-- INFORMATION SUPPLIED follows --

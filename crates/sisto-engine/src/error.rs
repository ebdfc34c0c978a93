/// Error type of this crate.
#[derive(thiserror::Error, Debug, PartialEq, Eq)]
pub enum Error {
    /// A breakpoint was requested with neither a file/line target nor a
    /// code-identity target.
    #[error("Breakpoint target is neither a file/line nor a code identity")]
    InvalidLocation,

    /// No breakpoint was ever registered under this number.
    #[error("Breakpoint {0} does not exist")]
    NotFound(u32),

    /// The breakpoint existed but was deleted; its number is never reused.
    #[error("Breakpoint {0} already deleted")]
    AlreadyDeleted(u32),
}

/// Result type of this crate.
pub type Result<T> = core::result::Result<T, Error>;
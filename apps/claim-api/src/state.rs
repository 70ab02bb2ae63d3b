//! Application state for the claim API
//!
//! Holds the query orchestrator, which owns the corpus store and both models.

use anyhow::{Context, Result};
use claim_core::{
    BertEmbedder, ClassifierBackend, CorpusStore, Embedder, EmbedderBackend, EngineConfig,
    HashingEmbedder, LexicalStanceClassifier, NliClassifier, QueryOrchestrator, StanceClassifier,
};
use std::sync::Arc;
use tracing::info;

/// Shared application state
pub struct AppState {
    pub orchestrator: QueryOrchestrator,
}

impl AppState {
    pub fn new(orchestrator: QueryOrchestrator) -> Self {
        Self { orchestrator }
    }

    /// Load corpus and models described by the configuration.
    ///
    /// Any failure here is fatal: the service must not start half-initialised.
    pub async fn from_config(config: &EngineConfig) -> Result<Self> {
        let config = config.clone();
        // Model loading and snapshot parsing are blocking work
        tokio::task::spawn_blocking(move || Self::load(&config))
            .await
            .context("state initialisation task failed")?
    }

    fn load(config: &EngineConfig) -> Result<Self> {
        info!("Loading corpus from {}", config.corpus_path.display());
        let store = Arc::new(CorpusStore::load(&config.corpus_path)?);

        let embedder: Arc<dyn Embedder> = match config.embedder {
            EmbedderBackend::Hashing => Arc::new(HashingEmbedder::new(config.hashing_dim)?),
            EmbedderBackend::Bert => {
                info!("Loading embedding model from {}", config.embedding_model_path.display());
                Arc::new(BertEmbedder::load(&config.embedding_model_path)?)
            }
        };

        let classifier: Arc<dyn StanceClassifier> = match config.classifier {
            ClassifierBackend::Lexical => Arc::new(LexicalStanceClassifier::default()),
            ClassifierBackend::Nli => {
                info!("Loading NLI model from {}", config.nli_model_path.display());
                Arc::new(NliClassifier::load(&config.nli_model_path)?)
            }
        };

        let orchestrator = QueryOrchestrator::new(store, embedder, classifier, config.search.clone())?;
        Ok(Self::new(orchestrator))
    }
}
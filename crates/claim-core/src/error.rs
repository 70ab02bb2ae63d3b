//! Error types for claim verification
//!
//! Startup errors (`CorpusLoad`, `ModelMismatch`, `DimensionMismatch`,
//! `InvalidConfig`) abort initialisation. Per-query errors are returned to the
//! caller typed, never folded into an empty result list.

use std::time::Duration;
use thiserror::Error;

/// Failures raised by an [`crate::embeddings::Embedder`]
#[derive(Debug, Error, Clone, PartialEq)]
pub enum EmbeddingError {
    /// Input was empty after trimming
    #[error("Cannot embed empty text")]
    EmptyInput,

    /// The inference backend failed or is unavailable
    #[error("Embedding backend failed: {0}")]
    Backend(String),

    /// The inference call exceeded its time budget
    #[error("Embedding timed out after {0:?}")]
    Timeout(Duration),
}

/// Failures raised by a [`crate::stance::StanceClassifier`]
#[derive(Debug, Error, Clone, PartialEq)]
pub enum ClassificationError {
    /// The inference backend failed or is unavailable
    #[error("Stance backend failed: {0}")]
    Backend(String),

    /// The inference call exceeded its time budget
    #[error("Stance classification timed out after {0:?}")]
    Timeout(Duration),
}

/// Failures while loading a corpus snapshot
#[derive(Debug, Error)]
pub enum CorpusLoadError {
    #[error("Corpus file not found: {0}")]
    Missing(String),

    #[error("Failed to read corpus file {path}: {source}")]
    Io {
        path: String,
        #[source]
        source: std::io::Error,
    },

    #[error("Malformed corpus at line {line}: {reason}")]
    Malformed { line: usize, reason: String },

    #[error("Unsupported corpus format version {0}")]
    UnsupportedVersion(u32),

    #[error("Passage {passage_id} has embedding dimension {actual}, expected {expected}")]
    DimensionMismatch {
        passage_id: u64,
        expected: usize,
        actual: usize,
    },
}

/// Top-level error for every claim-core operation
#[derive(Debug, Error)]
pub enum ClaimError {
    #[error("Claim must not be empty")]
    InvalidClaim,

    #[error("top_k must be a positive integer")]
    InvalidTopK,

    #[error(transparent)]
    Embedding(#[from] EmbeddingError),

    #[error(transparent)]
    Classification(#[from] ClassificationError),

    #[error("Corpus was built with embedding model '{corpus}' but the active embedder is '{embedder}'")]
    ModelMismatch { corpus: String, embedder: String },

    #[error(transparent)]
    CorpusLoad(#[from] CorpusLoadError),

    #[error("Vector dimension mismatch: expected {expected}, got {actual}")]
    DimensionMismatch { expected: usize, actual: usize },

    #[error("Passage not found: {0}")]
    NotFound(u64),

    #[error("Invalid ingestion record at line {line}: {reason}")]
    Ingestion { line: usize, reason: String },

    #[error("Failed to write corpus snapshot: {0}")]
    CorpusWrite(String),

    #[error("Invalid configuration: {0}")]
    InvalidConfig(String),
}

impl ClaimError {
    /// Stable machine-readable code, surfaced over HTTP
    pub fn code(&self) -> &'static str {
        match self {
            ClaimError::InvalidClaim => "INVALID_CLAIM",
            ClaimError::InvalidTopK => "INVALID_TOP_K",
            ClaimError::Embedding(EmbeddingError::Timeout(_)) => "EMBEDDING_TIMEOUT",
            ClaimError::Embedding(_) => "EMBEDDING_FAILED",
            ClaimError::Classification(ClassificationError::Timeout(_)) => "CLASSIFICATION_TIMEOUT",
            ClaimError::Classification(_) => "CLASSIFICATION_FAILED",
            ClaimError::ModelMismatch { .. } => "MODEL_MISMATCH",
            ClaimError::CorpusLoad(_) => "CORPUS_LOAD_FAILED",
            ClaimError::DimensionMismatch { .. } => "DIMENSION_MISMATCH",
            ClaimError::NotFound(_) => "NOT_FOUND",
            ClaimError::Ingestion { .. } => "INGESTION_FAILED",
            ClaimError::CorpusWrite(_) => "CORPUS_WRITE_FAILED",
            ClaimError::InvalidConfig(_) => "INVALID_CONFIG",
        }
    }

    /// Errors that must prevent the service from coming up
    pub fn is_startup_fatal(&self) -> bool {
        matches!(
            self,
            ClaimError::CorpusLoad(_)
                | ClaimError::ModelMismatch { .. }
                | ClaimError::DimensionMismatch { .. }
                | ClaimError::InvalidConfig(_)
        )
    }

    /// Whether a caller may reasonably retry. The core never retries itself.
    pub fn is_retryable(&self) -> bool {
        matches!(
            self,
            ClaimError::Embedding(EmbeddingError::Backend(_))
                | ClaimError::Embedding(EmbeddingError::Timeout(_))
                | ClaimError::Classification(_)
        )
    }

    /// Whether the error came from a timed-out inference call
    pub fn is_timeout(&self) -> bool {
        matches!(
            self,
            ClaimError::Embedding(EmbeddingError::Timeout(_))
                | ClaimError::Classification(ClassificationError::Timeout(_))
        )
    }
}

#[cfg(test)]
mod tests {
    use super::*;

    #[test]
    fn test_startup_classification() {
        assert!(ClaimError::ModelMismatch {
            corpus: "a".to_string(),
            embedder: "b".to_string(),
        }
        .is_startup_fatal());
        assert!(ClaimError::DimensionMismatch { expected: 3, actual: 4 }.is_startup_fatal());
        assert!(!ClaimError::InvalidClaim.is_startup_fatal());
        assert!(!ClaimError::Embedding(EmbeddingError::EmptyInput).is_startup_fatal());
    }

    #[test]
    fn test_retryable_only_for_backend_failures() {
        assert!(ClaimError::Embedding(EmbeddingError::Backend("down".into())).is_retryable());
        assert!(ClaimError::Classification(ClassificationError::Timeout(Duration::from_millis(5)))
            .is_retryable());
        assert!(!ClaimError::Embedding(EmbeddingError::EmptyInput).is_retryable());
        assert!(!ClaimError::InvalidClaim.is_retryable());
        assert!(!ClaimError::NotFound(7).is_retryable());
    }

    #[test]
    fn test_codes_distinguish_timeouts() {
        let timeout = ClaimError::from(EmbeddingError::Timeout(Duration::from_secs(1)));
        assert_eq!(timeout.code(), "EMBEDDING_TIMEOUT");
        assert!(timeout.is_timeout());
        let failed = ClaimError::from(EmbeddingError::Backend("x".into()));
        assert_eq!(failed.code(), "EMBEDDING_FAILED");
        assert!(!failed.is_timeout());
    }
}
//! Claim API Server - evidence search for factual claims
//!
//! Loads the corpus snapshot and models once at startup, then serves
//! `search_claim` over HTTP.

use anyhow::Result;
use claim_api::{router, AppState};
use claim_core::EngineConfig;
use std::net::SocketAddr;
use std::sync::Arc;
use tracing::info;

#[tokio::main]
async fn main() -> Result<()> {
    // Load .env file if present
    dotenvy::dotenv().ok();

    // Initialize tracing
    tracing_subscriber::fmt()
        .with_env_filter(
            tracing_subscriber::EnvFilter::from_default_env()
                .add_directive("claim_api=info".parse()?)
                .add_directive("claim_core=info".parse()?)
                .add_directive("tower_http=debug".parse()?),
        )
        .init();

    let config = EngineConfig::from_env()?;

    // Initialize application state
    info!("Initializing claim API...");
    let state = Arc::new(AppState::from_config(&config).await?);

    let app = router(state);

    let addr = SocketAddr::from(([0, 0, 0, 0], config.port));
    info!("Starting claim API on http://{}", addr);

    // Start server
    let listener = tokio::net::TcpListener::bind(addr).await?;
    axum::serve(listener, app).await?;

    Ok(())
}
//! Vector index - top-k similarity search over passage embeddings
//!
//! The similarity metric is fixed: cosine similarity, computed as the inner
//! product of L2-normalised vectors. Results are ordered by descending
//! similarity; equal similarities are ordered by ascending passage id so that
//! repeated searches are bit-for-bit reproducible.
//!
//! [`ExactIndex`] scores every stored vector. An approximate structure can
//! replace it behind the [`VectorIndex`] trait without touching callers.

pub mod exact;
pub mod similarity;

pub use exact::ExactIndex;

use crate::error::ClaimError;
use serde::{Deserialize, Serialize};

/// One search hit
#[derive(Debug, Clone, Copy, PartialEq, Serialize, Deserialize)]
pub struct Neighbor {
    pub passage_id: u64,
    pub similarity: f32,
}

/// Top-k similarity search contract
pub trait VectorIndex: Send + Sync {
    /// Dimensionality every query vector must have
    fn dimension(&self) -> usize;

    /// Number of indexed vectors
    fn len(&self) -> usize;

    fn is_empty(&self) -> bool {
        self.len() == 0
    }

    /// Return at most `k` neighbours, best first.
    ///
    /// `k` larger than the index returns every entry; `k == 0` returns nothing.
    /// Fails only with [`ClaimError::DimensionMismatch`].
    fn search(&self, query: &[f32], k: usize) -> Result<Vec<Neighbor>, ClaimError>;
}
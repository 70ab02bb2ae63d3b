//! Claim API - HTTP interface to claim verification search
//!
//! Provides REST endpoints for:
//! - Claim search with stance labels
//! - Passage lookup
//! - Health and corpus metadata

use axum::{
    routing::{get, post},
    Router,
};
use std::sync::Arc;
use tower_http::cors::{Any, CorsLayer};
use tower_http::trace::TraceLayer;

pub mod error;
pub mod handlers;
pub mod models;
pub mod state;

pub use state::AppState;

/// Build the application router
pub fn router(state: Arc<AppState>) -> Router {
    // The front-end is served from a different origin
    let cors = CorsLayer::new()
        .allow_origin(Any)
        .allow_methods(Any)
        .allow_headers(Any);

    Router::new()
        // Health check
        .route("/health", get(handlers::health))
        // Claim search
        .route("/search", post(handlers::search))
        // Passage lookup
        .route("/passages/:id", get(handlers::get_passage))
        // Add middleware
        .layer(TraceLayer::new_for_http())
        .layer(cors)
        .with_state(state)
}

-- INFORMATION SUPPLIED concluded --

TRY IT>
Report how many lines in the data contain the word "display", with no words besides the number.

SOLUTION>
3